Korea Selatan Tundukkan Italia Piala Dunia 2002

Korea Selatan 2-1 Italia
(Babak 16 Besar Piala Dunia 2002 di Korea dan Jepang)

Dengan banyaknya nama pemain besar seperti Buffon, Maldini, Totti, Vieri, dan Del Piero, timnas Italia jelas menjadi tim unggulan di ajang Piala Dunia 2002. Tetapi sebagai tuan rumah, Korea Selatan tak ingin kalah begitu saja saat berhadapan skuad Gli Azzuri di partai 16 besar. Di bawah besutan Guus Hiddink, tim yang disebut sebagai Macan Asia itu mengamuk.

Korea Selatan tertinggal lebih awal lewat cetak angka Christian Vieri saat laga baru berjalan selama 18 menit.
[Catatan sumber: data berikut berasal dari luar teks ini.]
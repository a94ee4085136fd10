//! HTTP client for the profile service.

use std::time::Duration;

use async_trait::async_trait;
use jobfill_config::BackendConfig;
use jobfill_protocols::Profile;
use serde::de::DeserializeOwned;
use serde::{Deserialize, Serialize};
use tracing::debug;
use url::Url;

use crate::error::BackendError;

pub const USER_DATA_PATH: &str = "/api/user/data";
pub const USER_STATUS_PATH: &str = "/api/user/status";
pub const LOGOUT_PATH: &str = "/api/user/logout";
pub const PROFILE_PATH: &str = "/api/profile";

/// Login state reported by the service.
#[derive(Debug, Clone, Default, PartialEq, Serialize, Deserialize)]
pub struct UserStatus {
    #[serde(default)]
    pub logged_in: bool,

    #[serde(default, skip_serializing_if = "Option::is_none")]
    pub username: Option<String>,

    #[serde(default, skip_serializing_if = "Option::is_none")]
    pub profile_completion: Option<u8>,
}

/// Anything a session can pull a profile from.
#[async_trait]
pub trait ProfileSource: Send + Sync {
    async fn fetch_profile(&self) -> Result<Profile, BackendError>;

    async fn logout(&self) -> Result<(), BackendError>;
}

/// Single-attempt JSON client with a request timeout.
#[derive(Debug, Clone)]
pub struct BackendClient {
    base_url: Url,
    client: reqwest::Client,
}

impl BackendClient {
    pub fn new(config: &BackendConfig) -> Result<Self, BackendError> {
        let base_url =
            Url::parse(&config.base_url).map_err(|e| BackendError::InvalidUrl(e.to_string()))?;
        let client = reqwest::Client::builder()
            .timeout(Duration::from_secs(config.timeout_secs))
            .build()
            .map_err(|e| BackendError::Network(e.to_string()))?;
        Ok(Self { base_url, client })
    }

    pub fn base_url(&self) -> &Url {
        &self.base_url
    }

    fn endpoint(&self, path: &str) -> Result<Url, BackendError> {
        self.base_url
            .join(path)
            .map_err(|e| BackendError::InvalidUrl(e.to_string()))
    }

    /// Profile used for autofill (`GET /api/user/data`).
    pub async fn user_data(&self) -> Result<Profile, BackendError> {
        self.get_json(USER_DATA_PATH).await
    }

    /// Profile as shown on the dashboard (`GET /api/profile`).
    pub async fn profile(&self) -> Result<Profile, BackendError> {
        self.get_json(PROFILE_PATH).await
    }

    pub async fn status(&self) -> Result<UserStatus, BackendError> {
        self.get_json(USER_STATUS_PATH).await
    }

    pub async fn end_session(&self) -> Result<(), BackendError> {
        let url = self.endpoint(LOGOUT_PATH)?;
        debug!(%url, "POST");
        let response = self
            .client
            .post(url)
            .send()
            .await
            .map_err(|e| BackendError::Network(e.to_string()))?;
        check_status(&response, LOGOUT_PATH)?;
        Ok(())
    }

    async fn get_json<T: DeserializeOwned>(&self, path: &str) -> Result<T, BackendError> {
        let url = self.endpoint(path)?;
        debug!(%url, "GET");
        let response = self
            .client
            .get(url)
            .header("Accept", "application/json")
            .send()
            .await
            .map_err(|e| BackendError::Network(e.to_string()))?;
        check_status(&response, path)?;

        response.json().await.map_err(|e| BackendError::Decode {
            endpoint: path.to_string(),
            message: e.to_string(),
        })
    }
}

fn check_status(response: &reqwest::Response, path: &str) -> Result<(), BackendError> {
    let status = response.status();
    if status.is_success() {
        Ok(())
    } else {
        Err(BackendError::Status {
            status: status.as_u16(),
            endpoint: path.to_string(),
        })
    }
}

#[async_trait]
impl ProfileSource for BackendClient {
    async fn fetch_profile(&self) -> Result<Profile, BackendError> {
        self.user_data().await
    }

    async fn logout(&self) -> Result<(), BackendError> {
        self.end_session().await
    }
}

#[cfg(test)]
#[path = "backend_tests.rs"]
mod tests;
Setelah gol cepat itu, layaknya sepak bola Italia, Gli Azzuri memilih untuk bermain bertahan.

Menjelang akhir laga, tepatnya pada menit 88, Korea Selatan sukses ciptakan angka lewat sepakan Seoul Ki-hyeon. Skor imbang 1-1, pertandingan pun perlu diteruskan dengan perpanjangan waktu.
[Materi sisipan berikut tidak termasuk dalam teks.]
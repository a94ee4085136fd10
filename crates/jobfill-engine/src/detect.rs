//! Is this page a job application?

use std::collections::BTreeSet;

use jobfill_config::SitesConfig;
use jobfill_dom::Document;
use jobfill_protocols::{SemanticKey, SiteVariant};
use serde::Serialize;
use tracing::debug;

use crate::extractor::FieldExtractor;
use crate::matcher::SemanticMatcher;

/// Distinct recognized fields that mark a page as an application on their own.
pub const MIN_MATCHED_KEYS: usize = 3;

#[derive(Debug, Clone, PartialEq, Serialize)]
#[serde(rename_all = "camelCase")]
pub struct Detection {
    /// Application keywords found in the page text or title.
    pub keywords: Vec<String>,
    pub form_count: usize,
    pub matched_keys: Vec<SemanticKey>,
    pub is_job_application: bool,
}

impl Detection {
    pub fn has_keywords(&self) -> bool {
        !self.keywords.is_empty()
    }
}

/// Keyword plus form heuristic, backed by field recognition.
#[derive(Debug, Clone)]
pub struct JobPageDetector {
    keywords: Vec<String>,
}

impl Default for JobPageDetector {
    fn default() -> Self {
        Self::from_config(&SitesConfig::default())
    }
}

impl JobPageDetector {
    pub fn from_config(config: &SitesConfig) -> Self {
        Self {
            keywords: config
                .job_keywords
                .iter()
                .map(|k| k.trim().to_lowercase())
                .filter(|k| !k.is_empty())
                .collect(),
        }
    }

    /// A page qualifies with a keyword and a form, or with enough recognized
    /// fields regardless of wording.
    pub fn detect(&self, document: &Document, variant: SiteVariant) -> Detection {
        let mut text = document
            .body()
            .map(|body| document.inner_text(body))
            .unwrap_or_default()
            .to_lowercase();
        text.push(' ');
        text.push_str(&document.title().to_lowercase());

        let keywords: Vec<String> = self
            .keywords
            .iter()
            .filter(|k| text.contains(k.as_str()))
            .cloned()
            .collect();
        let form_count = document.forms().len();

        let matcher = SemanticMatcher::new(variant);
        let matched: BTreeSet<SemanticKey> = FieldExtractor::new(document, variant)
            .extract()
            .map(|extraction| {
                extraction
                    .fields
                    .iter()
                    .filter_map(|field| matcher.classify(field).map(|(key, _)| key))
                    .collect()
            })
            .unwrap_or_default();

        let is_job_application =
            (!keywords.is_empty() && form_count > 0) || matched.len() >= MIN_MATCHED_KEYS;
        debug!(
            keywords = keywords.len(),
            form_count,
            matched = matched.len(),
            is_job_application,
            "Job page detection"
        );

        Detection {
            keywords,
            form_count,
            matched_keys: matched.into_iter().collect(),
            is_job_application,
        }
    }
}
Mengetahui tim lawan memiliki kiper sekelas Buffon, Korea Selatan pun ingin menghindari drama adu penalti. Karena itu, mereka terus tampil menekan hingga Francesco Totti harus diganjar dengan hukuman kartu merah.

Serangkaian serangan yang dilancarkan oleh Macan Asia pun tidak sia-sia. Di menit ke-117, penyerang Korea, Ahn Jun-hwan, yang juga sempat gagal mengeksekusi penalti di babak pertama pertandingan, berhasil mencetak gol kemenangan bagi Macan Asia. Melalui sistem golden goal, pertandingan pun dihentikan, dan Korea berhasil memenangkan laga panas itu.

Secara mengejutkan, Korea, yang kala itu masih diasuh Guus Hiddink, berhasil melaju hingga ke babak semifinal, meski harus rela kalah dari Turki di laga perebutan juara ketiga.

Kejutan yang sama amat mungkin akan berlangsung di Piala Dunia 2018, yang bakal berlangsung di Rusia, pada tanggal 14 Juni sampai dengan tanggal 15 Juli nanti. Kita nanti saja laga mengejutkan apa yang akan berlangsung nanti.